- [RECORDS SHOWN]:

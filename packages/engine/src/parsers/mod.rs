//! Format parsers: one per supported feed format.
//!
//! Each parser decodes a fetched payload into loose `RawListing` records.
//! A parser never fails on a single malformed entry; it emits what it can
//! and counts the rest as skips. Only an undecodable payload is an error.

use crate::error::Result;
use crate::types::{RawListing, SourceConfig, SourceFormat};

pub mod html_table;
pub mod ics;
pub mod json_api;
pub mod rss_feed;

/// What one payload parsed into.
#[derive(Debug, Default)]
pub struct ParseOutcome {
    pub records: Vec<RawListing>,
    /// Entries dropped because they were individually malformed.
    pub skipped: usize,
}

impl ParseOutcome {
    pub fn push(&mut self, record: RawListing) {
        self.records.push(record);
    }

    pub fn skip(&mut self) {
        self.skipped += 1;
    }
}

/// Decode `bytes` according to the source's declared format.
pub fn parse(bytes: &[u8], config: &SourceConfig) -> Result<ParseOutcome> {
    let mut outcome = match config.format {
        SourceFormat::Ics => ics::parse(bytes, config),
        SourceFormat::Rss => rss_feed::parse(bytes, config),
        SourceFormat::JsonApi => json_api::parse(bytes, config),
        SourceFormat::HtmlTable => html_table::parse(bytes, config),
    }?;

    if let Some(limit) = config.options.item_limit {
        outcome.records.truncate(limit);
    }

    Ok(outcome)
}

/// First non-empty value among `keys`, trimmed.
pub(crate) fn first_of<'a>(
    get: impl Fn(&str) -> Option<&'a str>,
    keys: &[&str],
) -> Option<String> {
    keys.iter()
        .filter_map(|k| get(k))
        .map(str::trim)
        .find(|v| !v.is_empty())
        .map(String::from)
}

/// Field spellings accepted for an activity name.
pub(crate) const NAME_KEYS: &[&str] = &["name", "title", "activity", "program", "event_name"];

/// Field spellings accepted for a description.
pub(crate) const DESCRIPTION_KEYS: &[&str] = &["description", "details", "summary"];

#[cfg(test)]
mod tests {
    use super::*;
    use std::collections::HashMap;

    #[test]
    fn test_first_of_prefers_earlier_keys() {
        let mut map = HashMap::new();
        map.insert("title", "Chess Club");
        map.insert("program", "Ignored");

        let got = first_of(|k| map.get(k).copied(), NAME_KEYS);
        assert_eq!(got.as_deref(), Some("Chess Club"));
    }

    #[test]
    fn test_first_of_skips_empty_values() {
        let mut map = HashMap::new();
        map.insert("name", "  ");
        map.insert("title", "Chess Club");

        let got = first_of(|k| map.get(k).copied(), NAME_KEYS);
        assert_eq!(got.as_deref(), Some("Chess Club"));
    }

    #[test]
    fn test_item_limit_truncates() {
        let config = SourceConfig::builder()
            .name("feed")
            .url("https://example.org/feed.ics")
            .format(SourceFormat::Ics)
            .provider("Example")
            .options(crate::types::SourceOptions {
                item_limit: Some(1),
                ..Default::default()
            })
            .build();

        let payload = concat!(
            "BEGIN:VCALENDAR\r\n",
            "BEGIN:VEVENT\r\nSUMMARY:One\r\nDTSTART:20250306T170000Z\r\nEND:VEVENT\r\n",
            "BEGIN:VEVENT\r\nSUMMARY:Two\r\nDTSTART:20250307T170000Z\r\nEND:VEVENT\r\n",
            "END:VCALENDAR\r\n"
        );

        let outcome = parse(payload.as_bytes(), &config).unwrap();
        assert_eq!(outcome.records.len(), 1);
    }
}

- [EXERCISE DESCRIPTION]: Using the listing above, show every line that includes the string "types".

- [RESPONSE TO THIS TASK]:
use crate::types::{RawListing, SourceConfig, SourceFormat};
            .options(crate::types::SourceOptions {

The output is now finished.